__Your objective__. Make an exact copy of all the data.

__Provided information__.
_ _ _ _ _ _ _

//! Asynchronous image-size fetching.
//!
//! The engine never decodes pixels. It asks an [`ImageFetcher`] for the
//! intrinsic size of a source reference and gets back a [`FetchTask`]: either
//! already settled (the synchronous fast path for references resolved before)
//! or pending until a worker completes it. The ingestion monitor observes
//! tasks with [`FetchTask::poll`]; giving up on a slow task means dropping
//! it, never cancelling the worker.
//!
//! | Fetcher | Resolves |
//! |---|---|
//! | [`FileFetcher`] | file paths, header-only probe via `image::image_dimensions` on a rayon pool |
//! | [`SyntheticFetcher`] | `WxH` references such as `320x240` or `placeholder/320x240` |

use crate::types::Dimensions;
use log::debug;
use std::collections::HashMap;
use std::path::{Path, PathBuf};
use std::sync::mpsc::{self, Receiver, Sender, TryRecvError};
use std::sync::{Arc, Mutex};
use thiserror::Error;

#[derive(Error, Debug, Clone, PartialEq, Eq)]
pub enum FetchError {
    #[error("IO error: {0}")]
    Io(String),
    #[error("Could not read image size: {0}")]
    Decode(String),
    #[error("Fetch abandoned before completion")]
    Abandoned,
    #[error("Timed out waiting for image size")]
    Timeout,
}

pub type FetchResult = Result<Dimensions, FetchError>;

/// Handle to one in-flight (or already finished) size fetch.
#[derive(Debug)]
pub struct FetchTask {
    state: TaskState,
}

#[derive(Debug)]
enum TaskState {
    Settled(FetchResult),
    Waiting(Receiver<FetchResult>),
    Observed,
}

impl FetchTask {
    /// A task that is already complete.
    pub fn ready(result: FetchResult) -> Self {
        Self {
            state: TaskState::Settled(result),
        }
    }

    /// A pending task plus the completer a worker uses to settle it.
    pub fn pending() -> (FetchCompleter, FetchTask) {
        let (tx, rx) = mpsc::channel();
        (
            FetchCompleter { tx },
            FetchTask {
                state: TaskState::Waiting(rx),
            },
        )
    }

    /// Take the result if the fetch has finished.
    ///
    /// Returns `None` while the fetch is still running and after the result
    /// has been taken once. A completer dropped without completing settles
    /// the task as [`FetchError::Abandoned`].
    pub fn poll(&mut self) -> Option<FetchResult> {
        let outcome = match &self.state {
            TaskState::Settled(_) => None,
            TaskState::Waiting(rx) => match rx.try_recv() {
                Ok(result) => Some(result),
                Err(TryRecvError::Empty) => return None,
                Err(TryRecvError::Disconnected) => Some(Err(FetchError::Abandoned)),
            },
            TaskState::Observed => return None,
        };
        match std::mem::replace(&mut self.state, TaskState::Observed) {
            TaskState::Settled(result) => Some(result),
            _ => outcome,
        }
    }
}

/// Completion side of a pending [`FetchTask`].
#[derive(Debug)]
pub struct FetchCompleter {
    tx: Sender<FetchResult>,
}

impl FetchCompleter {
    /// Settle the task. A task that was already dropped is ignored.
    pub fn complete(self, result: FetchResult) {
        let _ = self.tx.send(result);
    }
}

/// Source of intrinsic image sizes.
pub trait ImageFetcher {
    /// Begin fetching the size of `source`.
    fn fetch(&self, source: &str) -> FetchTask;

    /// Drop any remembered sizes. Called when a gallery replaces its content.
    fn forget_resolved(&self) {}
}

// =============================================================================
// File-backed fetcher
// =============================================================================

/// Reads image headers from disk on a dedicated rayon pool.
///
/// Successful probes are remembered, so fetching the same reference again
/// settles synchronously.
pub struct FileFetcher {
    root: Option<PathBuf>,
    pool: Arc<rayon::ThreadPool>,
    resolved: Arc<Mutex<HashMap<String, Dimensions>>>,
}

impl FileFetcher {
    /// Create a fetcher with `threads` workers (`None` = one per core).
    pub fn new(threads: Option<usize>) -> Result<Self, rayon::ThreadPoolBuildError> {
        let mut builder = rayon::ThreadPoolBuilder::new();
        if let Some(n) = threads {
            builder = builder.num_threads(n.max(1));
        }
        Ok(Self {
            root: None,
            pool: Arc::new(builder.build()?),
            resolved: Arc::new(Mutex::new(HashMap::new())),
        })
    }

    /// Resolve relative references against `root`.
    pub fn with_root(mut self, root: impl Into<PathBuf>) -> Self {
        self.root = Some(root.into());
        self
    }

    fn path_for(&self, source: &str) -> PathBuf {
        match &self.root {
            Some(root) if Path::new(source).is_relative() => root.join(source),
            _ => PathBuf::from(source),
        }
    }

    fn cached(&self, source: &str) -> Option<Dimensions> {
        self.resolved.lock().ok()?.get(source).copied()
    }

    #[cfg(test)]
    fn remembered(&self) -> usize {
        self.resolved.lock().map(|m| m.len()).unwrap_or(0)
    }
}

impl ImageFetcher for FileFetcher {
    fn fetch(&self, source: &str) -> FetchTask {
        if let Some(dims) = self.cached(source) {
            return FetchTask::ready(Ok(dims));
        }
        let (completer, task) = FetchTask::pending();
        let path = self.path_for(source);
        let key = source.to_string();
        let resolved = Arc::clone(&self.resolved);
        self.pool.spawn(move || {
            let result = probe_dimensions(&path);
            if let Ok(dims) = &result {
                debug!("probed {} -> {}", path.display(), dims);
                if let Ok(mut cache) = resolved.lock() {
                    cache.insert(key, *dims);
                }
            }
            completer.complete(result);
        });
        task
    }

    fn forget_resolved(&self) {
        if let Ok(mut resolved) = self.resolved.lock() {
            debug!("forgetting {} resolved sizes", resolved.len());
            resolved.clear();
        }
    }
}

/// Read the image header only; pixel data is never decoded.
pub fn probe_dimensions(path: &Path) -> FetchResult {
    match image::image_dimensions(path) {
        Ok((width, height)) => Ok(Dimensions::new(width, height)),
        Err(image::ImageError::IoError(e)) => Err(FetchError::Io(e.to_string())),
        Err(e) => Err(FetchError::Decode(e.to_string())),
    }
}

// =============================================================================
// Synthetic fetcher
// =============================================================================

/// Resolves references that spell out their own size, e.g. `placeholder/320x240`.
///
/// Always settles synchronously. Useful for demos and for driving the layouts
/// without image files.
#[derive(Debug, Default, Clone, Copy)]
pub struct SyntheticFetcher;

impl ImageFetcher for SyntheticFetcher {
    fn fetch(&self, source: &str) -> FetchTask {
        let result = parse_size_reference(source)
            .ok_or_else(|| FetchError::Decode(format!("'{source}' is not a WxH reference")));
        FetchTask::ready(result)
    }
}

/// Parse the last path segment of `source` as `WxH`.
pub fn parse_size_reference(source: &str) -> Option<Dimensions> {
    let segment = source.rsplit('/').next()?;
    let segment = segment.split('.').next()?;
    let (w, h) = segment.split_once(['x', 'X'])?;
    let width: u32 = w.trim().parse().ok()?;
    let height: u32 = h.trim().parse().ok()?;
    (width > 0 && height > 0).then(|| Dimensions::new(width, height))
}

_ _ _ _ _ _ _

__Your solution__.
//! Asynchronous image-size fetching.
//!
//! The engine never decodes pixels. It asks an [`ImageFetcher`] for the
//! intrinsic size of a source reference and gets back a [`FetchTask`]: either
//! already settled (the synchronous fast path for references resolved before)
//! or pending until a worker completes it. The ingestion monitor observes
//! tasks with [`FetchTask::poll`]; giving up on a slow task means dropping
//! it, never cancelling the worker.
//!
//! | Fetcher | Resolves |
//! |---|---|
//! | [`FileFetcher`] | file paths, header-only probe via `image::image_dimensions` on a rayon pool |
//! | [`SyntheticFetcher`] | `WxH` references such as `320x240` or `placeholder/320x240` |

use crate::types::Dimensions;
use log::debug;
use std::collections::HashMap;
use std::path::{Path, PathBuf};
use std::sync::mpsc::{self, Receiver, Sender, TryRecvError};
use std::sync::{Arc, Mutex};
use thiserror::Error;

#[derive(Error, Debug, Clone, PartialEq, Eq)]
pub enum FetchError {
    #[error("IO error: {0}")]
    Io(String),
    #[error("Could not read image size: {0}")]
    Decode(String),
    #[error("Fetch abandoned before completion")]
    Abandoned,
    #[error("Timed out waiting for image size")]
    Timeout,
}

pub type FetchResult = Result<Dimensions, FetchError>;

/// Handle to one in-flight (or already finished) size fetch.
#[derive(Debug)]
pub struct FetchTask {
    state: TaskState,
}

#[derive(Debug)]
enum TaskState {
    Settled(FetchResult),
    Waiting(Receiver<FetchResult>),
    Observed,
}

impl FetchTask {
    /// A task that is already complete.
    pub fn ready(result: FetchResult) -> Self {
        Self {
            state: TaskState::Settled(result),
        }
    }

    /// A pending task plus the completer a worker uses to settle it.
    pub fn pending() -> (FetchCompleter, FetchTask) {
        let (tx, rx) = mpsc::channel();
        (
            FetchCompleter { tx },
            FetchTask {
                state: TaskState::Waiting(rx),
            },
        )
    }

    /// Take the result if the fetch has finished.
    ///
    /// Returns `None` while the fetch is still running and after the result
    /// has been taken once. A completer dropped without completing settles
    /// the task as [`FetchError::Abandoned`].
    pub fn poll(&mut self) -> Option<FetchResult> {
        let outcome = match &self.state {
            TaskState::Settled(_) => None,
            TaskState::Waiting(rx) => match rx.try_recv() {
                Ok(result) => Some(result),
                Err(TryRecvError::Empty) => return None,
                Err(TryRecvError::Disconnected) => Some(Err(FetchError::Abandoned)),
            },
            TaskState::Observed => return None,
        };
        match std::mem::replace(&mut self.state, TaskState::Observed) {
            TaskState::Settled(result) => Some(result),
            _ => outcome,
        }
    }
}

/// Completion side of a pending [`FetchTask`].
#[derive(Debug)]
pub struct FetchCompleter {
    tx: Sender<FetchResult>,
}

impl FetchCompleter {
    /// Settle the task. A task that was already dropped is ignored.
    pub fn complete(self, result: FetchResult) {
        let _ = self.tx.send(result);
    }
}

/// Source of intrinsic image sizes.
pub trait ImageFetcher {
    /// Begin fetching the size of `source`.
    fn fetch(&self, source: &str) -> FetchTask;

    /// Drop any remembered sizes. Called when a gallery replaces its content.
    fn forget_resolved(&self) {}
}

// =============================================================================
// File-backed fetcher
// =============================================================================

/// Reads image headers from disk on a dedicated rayon pool.
///
/// Successful probes are remembered, so fetching the same reference again
/// settles synchronously.
pub struct FileFetcher {
    root: Option<PathBuf>,
    pool: Arc<rayon::ThreadPool>,
    resolved: Arc<Mutex<HashMap<String, Dimensions>>>,
}

impl FileFetcher {
    /// Create a fetcher with `threads` workers (`None` = one per core).
    pub fn new(threads: Option<usize>) -> Result<Self, rayon::ThreadPoolBuildError> {
        let mut builder = rayon::ThreadPoolBuilder::new();
        if let Some(n) = threads {
            builder = builder.num_threads(n.max(1));
        }
        Ok(Self {
            root: None,
            pool: Arc::new(builder.build()?),
            resolved: Arc::new(Mutex::new(HashMap::new())),
        })
    }

    /// Resolve relative references against `root`.
    pub fn with_root(mut self, root: impl Into<PathBuf>) -> Self {
        self.root = Some(root.into());
        self
    }

    fn path_for(&self, source: &str) -> PathBuf {
        match &self.root {
            Some(root) if Path::new(source).is_relative() => root.join(source),
            _ => PathBuf::from(source),
        }
    }

    fn cached(&self, source: &str) -> Option<Dimensions> {
        self.resolved.lock().ok()?.get(source).copied()
    }

    #[cfg(test)]
    fn remembered(&self) -> usize {
        self.resolved.lock().map(|m| m.len()).unwrap_or(0)
    }
}

impl ImageFetcher for FileFetcher {
    fn fetch(&self, source: &str) -> FetchTask {
        if let Some(dims) = self.cached(source) {
            return FetchTask::ready(Ok(dims));
        }
        let (completer, task) = FetchTask::pending();
        let path = self.path_for(source);
        let key = source.to_string();
        let resolved = Arc::clone(&self.resolved);
        self.pool.spawn(move || {
            let result = probe_dimensions(&path);
            if let Ok(dims) = &result {
                debug!("probed {} -> {}", path.display(), dims);
                if let Ok(mut cache) = resolved.lock() {
                    cache.insert(key, *dims);
                }
            }
            completer.complete(result);
        });
        task
    }

    fn forget_resolved(&self) {
        if let Ok(mut resolved) = self.resolved.lock() {
            debug!("forgetting {} resolved sizes", resolved.len());
            resolved.clear();
        }
    }
}

/// Read the image header only; pixel data is never decoded.
pub fn probe_dimensions(path: &Path) -> FetchResult {
    match image::image_dimensions(path) {
        Ok((width, height)) => Ok(Dimensions::new(width, height)),
        Err(image::ImageError::IoError(e)) => Err(FetchError::Io(e.to_string())),
        Err(e) => Err(FetchError::Decode(e.to_string())),
    }
}

// =============================================================================
// Synthetic fetcher
// =============================================================================

/// Resolves references that spell out their own size, e.g. `placeholder/320x240`.
///
/// Always settles synchronously. Useful for demos and for driving the layouts
/// without image files.
#[derive(Debug, Default, Clone, Copy)]
pub struct SyntheticFetcher;

impl ImageFetcher for SyntheticFetcher {
    fn fetch(&self, source: &str) -> FetchTask {
        let result = parse_size_reference(source)
            .ok_or_else(|| FetchError::Decode(format!("'{source}' is not a WxH reference")));
        FetchTask::ready(result)
    }
}

/// Parse the last path segment of `source` as `WxH`.
pub fn parse_size_reference(source: &str) -> Option<Dimensions> {
    let segment = source.rsplit('/').next()?;
    let segment = segment.split('.').next()?;
    let (w, h) = segment.split_once(['x', 'X'])?;
    let width: u32 = w.trim().parse().ok()?;
    let height: u32 = h.trim().parse().ok()?;
    (width > 0 && height > 0).then(|| Dimensions::new(width, height))
}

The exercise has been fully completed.